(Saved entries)
------------------------------------
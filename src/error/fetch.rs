//! The fetch error taxonomy.

use thiserror::Error;

use crate::traits::HttpError;

/// Fixed, user-facing message shown when the ticker listing cannot be loaded.
pub const FETCH_FAILED_MESSAGE: &str = "Failed to fetch data, please try again later.";

/// Result alias for data source operations.
pub type FetchResult<T> = Result<T, FetchError>;

/// Any failure between issuing the listing request and obtaining parsed records.
#[derive(Debug, Clone, Error)]
pub enum FetchError {
    /// The request never produced a response (connect, timeout, I/O)
    #[error("transport error: {0}")]
    Transport(#[from] HttpError),

    /// The server answered with a non-success status
    #[error("unexpected HTTP status {status}: {body}")]
    Status { status: u16, body: String },

    /// The body could not be decoded into a ticker listing
    #[error("malformed ticker listing: {0}")]
    Decode(String),

    /// Any other failure reported by a data source
    #[error("{0}")]
    Other(String),
}

impl FetchError {
    /// Short code used in log records.
    pub fn error_code(&self) -> &'static str {
        match self {
            FetchError::Transport(_) => "E_FETCH_TRANSPORT",
            FetchError::Status { .. } => "E_FETCH_STATUS",
            FetchError::Decode(_) => "E_FETCH_DECODE",
            FetchError::Other(_) => "E_FETCH_OTHER",
        }
    }

    /// The message a user is allowed to see. Identical for every cause.
    pub fn user_message(&self) -> &'static str {
        FETCH_FAILED_MESSAGE
    }
}

impl From<serde_json::Error> for FetchError {
    fn from(err: serde_json::Error) -> Self {
        FetchError::Decode(err.to_string())
    }
}

#[cfg(test)]
mod tests {
    use super::*;

    #[test]
    fn test_user_message_is_constant_for_every_cause() {
        let errors = vec![
            FetchError::Transport(HttpError::Timeout("30s".to_string())),
            FetchError::Status {
                status: 503,
                body: "upstream down".to_string(),
            },
            FetchError::Decode("expected value".to_string()),
            FetchError::Other("boom".to_string()),
        ];

        for err in errors {
            assert_eq!(err.user_message(), FETCH_FAILED_MESSAGE);
            assert!(!err.user_message().contains("upstream"));
        }
    }

    #[test]
    fn test_error_codes() {
        assert_eq!(
            FetchError::Transport(HttpError::Cancelled).error_code(),
            "E_FETCH_TRANSPORT"
        );
        assert_eq!(
            FetchError::Status {
                status: 404,
                body: String::new()
            }
            .error_code(),
            "E_FETCH_STATUS"
        );
        assert_eq!(FetchError::Decode(String::new()).error_code(), "E_FETCH_DECODE");
        assert_eq!(FetchError::Other(String::new()).error_code(), "E_FETCH_OTHER");
    }

    #[test]
    fn test_display_keeps_detail_for_logs() {
        let err = FetchError::Status {
            status: 500,
            body: "Internal Error".to_string(),
        };
        assert_eq!(err.to_string(), "unexpected HTTP status 500: Internal Error");

        let err: FetchError = HttpError::ConnectionFailed("refused".to_string()).into();
        assert_eq!(err.to_string(), "transport error: Connection failed: refused");
    }

    #[test]
    fn test_json_error_conversion() {
        let json_err = serde_json::from_str::<serde_json::Value>("invalid").unwrap_err();
        let err: FetchError = json_err.into();
        assert!(matches!(err, FetchError::Decode(_)));
    }
}
//! The paginated collection view and its single load.

use std::fmt;
use std::sync::atomic::{AtomicBool, AtomicU64, Ordering};
use std::sync::Arc;

use super::snapshot::ViewSnapshot;
use super::state::{CollectionState, LoadStatus};
use super::subscriber::ViewSubscriber;
use crate::error::{FetchResult, FETCH_FAILED_MESSAGE};
use crate::models::TickerRecord;
use crate::traits::DataSource;

static NEXT_VIEW_ID: AtomicU64 = AtomicU64::new(1);

/// A fetch started by [`PaginatedCollectionView::start_load`].
///
/// The future returned by [`run`](Self::run) does not borrow the view, so
/// it can be spawned while the view keeps serving navigation and rendering.
/// Its [`LoadOutcome`] is handed back through
/// [`PaginatedCollectionView::apply_load`].
pub struct PendingLoad {
    view_id: u64,
    source: Arc<dyn DataSource>,
    active: Arc<AtomicBool>,
}

impl PendingLoad {
    /// Id of the view this load belongs to.
    pub fn view_id(&self) -> u64 {
        self.view_id
    }

    /// Whether the owning view has not been disposed yet.
    pub fn is_view_active(&self) -> bool {
        self.active.load(Ordering::Acquire)
    }

    /// Invoke the data source once and wrap its result.
    pub async fn run(self) -> LoadOutcome {
        tracing::debug!(view_id = self.view_id, "Fetching ticker collection");
        let result = self.source.fetch_tickers().await;
        if !self.is_view_active() {
            tracing::debug!(
                view_id = self.view_id,
                "Fetch settled after the view was disposed"
            );
        }
        LoadOutcome {
            view_id: self.view_id,
            result,
        }
    }
}

impl fmt::Debug for PendingLoad {
    fn fmt(&self, f: &mut fmt::Formatter<'_>) -> fmt::Result {
        f.debug_struct("PendingLoad")
            .field("view_id", &self.view_id)
            .field("view_active", &self.is_view_active())
            .finish()
    }
}

/// Result of a [`PendingLoad`], tagged with the view it belongs to.
#[derive(Debug, Clone)]
pub struct LoadOutcome {
    view_id: u64,
    result: FetchResult<Vec<TickerRecord>>,
}

impl LoadOutcome {
    pub fn view_id(&self) -> u64 {
        self.view_id
    }

    pub fn is_ok(&self) -> bool {
        self.result.is_ok()
    }
}

/// Client-side paginated view over the ticker collection.
///
/// Owns a [`CollectionState`], drives its load state machine exactly once,
/// and notifies [`ViewSubscriber`]s with a fresh [`ViewSnapshot`] after each
/// mutation. Operations that would not change anything are silent no-ops.
///
/// Once [`dispose`](Self::dispose) has been called (or the view dropped),
/// nothing can mutate the state any more and no subscriber is notified.
pub struct PaginatedCollectionView {
    id: u64,
    state: CollectionState,
    subscribers: Vec<Box<dyn ViewSubscriber>>,
    active: Arc<AtomicBool>,
    load_started: bool,
}

impl PaginatedCollectionView {
    /// Create an idle view. Most callers want [`mount`](Self::mount).
    pub fn new() -> Self {
        Self {
            id: NEXT_VIEW_ID.fetch_add(1, Ordering::Relaxed),
            state: CollectionState::new(),
            subscribers: Vec::new(),
            active: Arc::new(AtomicBool::new(true)),
            load_started: false,
        }
    }

    /// Create a view and immediately start its single load.
    pub fn mount(source: Arc<dyn DataSource>) -> (Self, PendingLoad) {
        let mut view = Self::new();
        let pending = view.begin_load(source);
        (view, pending)
    }

    /// Move from `Idle` to `Loading` and hand out the fetch.
    ///
    /// Returns `None` if a load was already started or the view is disposed:
    /// a view fetches at most once in its lifetime.
    pub fn start_load(&mut self, source: Arc<dyn DataSource>) -> Option<PendingLoad> {
        if !self.is_active() || self.load_started {
            tracing::debug!(view_id = self.id, "Ignoring repeated load request");
            return None;
        }
        Some(self.begin_load(source))
    }

    fn begin_load(&mut self, source: Arc<dyn DataSource>) -> PendingLoad {
        self.load_started = true;
        self.state.begin_loading();
        tracing::info!(view_id = self.id, "Loading ticker collection");
        self.notify();

        PendingLoad {
            view_id: self.id,
            source,
            active: Arc::clone(&self.active),
        }
    }

    /// Apply the result of this view's load.
    ///
    /// Returns `true` if the state changed. The outcome is discarded when the
    /// view has been disposed, when it belongs to another view, or when the
    /// load has already settled. Failures of any kind become `Failed` with
    /// [`FETCH_FAILED_MESSAGE`]; the raw error only reaches the log.
    pub fn apply_load(&mut self, outcome: LoadOutcome) -> bool {
        if !self.is_active() {
            tracing::warn!(view_id = self.id, "Discarding load result for disposed view");
            return false;
        }
        if outcome.view_id != self.id {
            tracing::warn!(
                view_id = self.id,
                outcome_view_id = outcome.view_id,
                "Discarding load result that belongs to another view"
            );
            return false;
        }
        if !self.state.status().is_loading() {
            tracing::warn!(
                view_id = self.id,
                status = self.state.status().label(),
                "Discarding load result, no load in flight"
            );
            return false;
        }

        match outcome.result {
            Ok(records) => {
                tracing::info!(
                    view_id = self.id,
                    records = records.len(),
                    "Ticker collection loaded"
                );
                self.state.complete(records);
            }
            Err(err) => {
                tracing::error!(
                    view_id = self.id,
                    code = err.error_code(),
                    error = %err,
                    "Ticker fetch failed"
                );
                self.state.fail(FETCH_FAILED_MESSAGE);
            }
        }
        self.notify();
        true
    }

    /// Start the load, wait for it and apply it, for callers that can hold
    /// the view across the fetch.
    pub async fn load(&mut self, source: Arc<dyn DataSource>) -> bool {
        match self.start_load(source) {
            Some(pending) => {
                let outcome = pending.run().await;
                self.apply_load(outcome)
            }
            None => false,
        }
    }

    /// Advance one page. No-op unless `Ready` with a next page available.
    pub fn go_to_next_page(&mut self) -> bool {
        if !self.can_navigate() || !self.state.can_go_next() {
            return false;
        }
        self.state.advance_page();
        tracing::debug!(view_id = self.id, page = self.state.current_page(), "Next page");
        self.notify();
        true
    }

    /// Go back one page. No-op unless `Ready` and past the first page.
    pub fn go_to_previous_page(&mut self) -> bool {
        if !self.can_navigate() || !self.state.can_go_previous() {
            return false;
        }
        self.state.retreat_page();
        tracing::debug!(
            view_id = self.id,
            page = self.state.current_page(),
            "Previous page"
        );
        self.notify();
        true
    }

    fn can_navigate(&self) -> bool {
        self.is_active() && self.state.status().is_ready()
    }

    /// Records on the current page, at most one page long.
    pub fn visible_slice(&self) -> &[TickerRecord] {
        self.state.visible_items()
    }

    /// Capture the current derived state.
    pub fn snapshot(&self) -> ViewSnapshot {
        ViewSnapshot::capture(&self.state)
    }

    /// Register a subscriber. It receives the current snapshot right away,
    /// then one after every mutation. Ignored once the view is disposed.
    pub fn subscribe(&mut self, mut subscriber: impl ViewSubscriber + 'static) {
        if !self.is_active() {
            return;
        }
        subscriber.on_change(&self.snapshot());
        self.subscribers.push(Box::new(subscriber));
    }

    /// Deactivate the view. Pending loads settle into nothing and
    /// subscribers are released.
    pub fn dispose(&mut self) {
        if self.active.swap(false, Ordering::AcqRel) {
            tracing::info!(
                view_id = self.id,
                status = self.state.status().label(),
                "Collection view disposed"
            );
            self.subscribers.clear();
        }
    }

    pub fn is_active(&self) -> bool {
        self.active.load(Ordering::Acquire)
    }

    pub fn id(&self) -> u64 {
        self.id
    }

    pub fn state(&self) -> &CollectionState {
        &self.state
    }

    pub fn status(&self) -> &LoadStatus {
        self.state.status()
    }

    pub fn current_page(&self) -> usize {
        self.state.current_page()
    }

    pub fn page_count(&self) -> usize {
        self.state.page_count()
    }

    pub fn can_go_previous(&self) -> bool {
        self.state.can_go_previous()
    }

    pub fn can_go_next(&self) -> bool {
        self.state.can_go_next()
    }

    fn notify(&mut self) {
        if self.subscribers.is_empty() {
            return;
        }
        let snapshot = self.snapshot();
        for subscriber in &mut self.subscribers {
            subscriber.on_change(&snapshot);
        }
    }
}

impl Default for PaginatedCollectionView {
    fn default() -> Self {
        Self::new()
    }
}

impl Drop for PaginatedCollectionView {
    fn drop(&mut self) {
        self.dispose();
    }
}

impl fmt::Debug for PaginatedCollectionView {
    fn fmt(&self, f: &mut fmt::Formatter<'_>) -> fmt::Result {
        f.debug_struct("PaginatedCollectionView")
            .field("id", &self.id)
            .field("status", self.state.status())
            .field("current_page", &self.state.current_page())
            .field("records", &self.state.records().len())
            .field("subscribers", &self.subscribers.len())
            .field("active", &self.is_active())
            .finish()
    }
}
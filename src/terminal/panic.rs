//! Panic hook that gives the terminal back before the panic is reported.

use super::setup::emergency_restore;
use std::panic;

/// Install a panic hook that restores the terminal, then defers to the
/// previously installed hook (color-eyre's, when it is installed first).
///
/// # Example
///
/// ```no_run
/// use coinpage::terminal::setup_panic_hook;
///
/// fn main() -> color_eyre::Result<()> {
///     color_eyre::install()?;
///     setup_panic_hook();
///     Ok(())
/// }
/// ```
pub fn setup_panic_hook() {
    let original_hook = panic::take_hook();

    panic::set_hook(Box::new(move |panic_info| {
        emergency_restore();
        original_hook(panic_info);
    }));
}
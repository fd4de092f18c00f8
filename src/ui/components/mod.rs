//! Reusable UI Components
//!
//! - `StatusIndicator` - Loading spinner and error message

mod status_indicator;

pub use status_indicator::{
    get_spinner_char, next_spinner_frame, render_status, render_status_indicator,
    StatusIndicatorType, LOADING_TEXT, SPINNER_TICKS_PER_FRAME,
};
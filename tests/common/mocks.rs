//! Mock implementations for test fixtures.
//!
//! This module re-exports the mock implementations from `coinpage::adapters::mock`
//! and provides additional test-specific mock configurations.

pub use coinpage::adapters::mock::{MockDataSource, MockGate, MockHttpClient, MockResponse};
pub use coinpage::traits::{Headers, HttpClient, HttpError, Response};

use bytes::Bytes;

/// Configuration for setting up mock HTTP responses.
pub struct MockHttpConfig {
    client: MockHttpClient,
}

impl MockHttpConfig {
    /// Creates a new mock HTTP configuration.
    pub fn new() -> Self {
        Self {
            client: MockHttpClient::new(),
        }
    }

    /// Configures a JSON response with the given status.
    pub fn with_json_response(self, url: &str, status: u16, json: &str) -> Self {
        self.client.set_response(
            url,
            MockResponse::Success(Response::new(status, Bytes::from(json.to_string()))),
        );
        self
    }

    /// Configures a transport error for a URL.
    pub fn with_transport_error(self, url: &str, error: HttpError) -> Self {
        self.client.set_response(url, MockResponse::Error(error));
        self
    }

    /// Configures a default success response for unmatched URLs.
    pub fn with_default_success(self, status: u16, body: &str) -> Self {
        self.client
            .set_default_response(MockResponse::Success(Response::new(
                status,
                Bytes::from(body.to_string()),
            )));
        self
    }

    /// Builds the configured MockHttpClient.
    pub fn build(self) -> MockHttpClient {
        self.client
    }
}

impl Default for MockHttpConfig {
    fn default() -> Self {
        Self::new()
    }
}

#[cfg(test)]
mod tests {
    use super::*;

    #[tokio::test]
    async fn test_mock_http_config_json_response() {
        let client = MockHttpConfig::new()
            .with_json_response("https://api.test/tickers/", 200, r#"{"data":[]}"#)
            .build();

        let response = client
            .get("https://api.test/tickers/", &Headers::new())
            .await
            .unwrap();
        assert_eq!(response.status, 200);
    }

    #[tokio::test]
    async fn test_mock_http_config_transport_error() {
        let client = MockHttpConfig::new()
            .with_transport_error(
                "https://api.test/tickers/",
                HttpError::Timeout("30s".to_string()),
            )
            .build();

        let result = client.get("https://api.test/tickers/", &Headers::new()).await;
        assert!(matches!(result, Err(HttpError::Timeout(_))));
    }

    #[tokio::test]
    async fn test_mock_http_config_default() {
        let client = MockHttpConfig::new().with_default_success(204, "").build();

        let response = client.get("https://anything/", &Headers::new()).await.unwrap();
        assert_eq!(response.status, 204);
    }
}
------------------------------------
◆ Exercise ◆
Extract exactly the leading lines of the data, stopping at and including the line with "pub type FetchResult<T>".

◆ Final answer ◆
filename src/error/fetch.rs
//! The fetch error taxonomy.

use thiserror::Error;

use crate::traits::HttpError;

/// Fixed, user-facing message shown when the ticker listing cannot be loaded.
pub const FETCH_FAILED_MESSAGE: &str = "Failed to fetch data, please try again later.";

/// Result alias for data source operations.
pub type FetchResult<T> = Result<T, FetchError>;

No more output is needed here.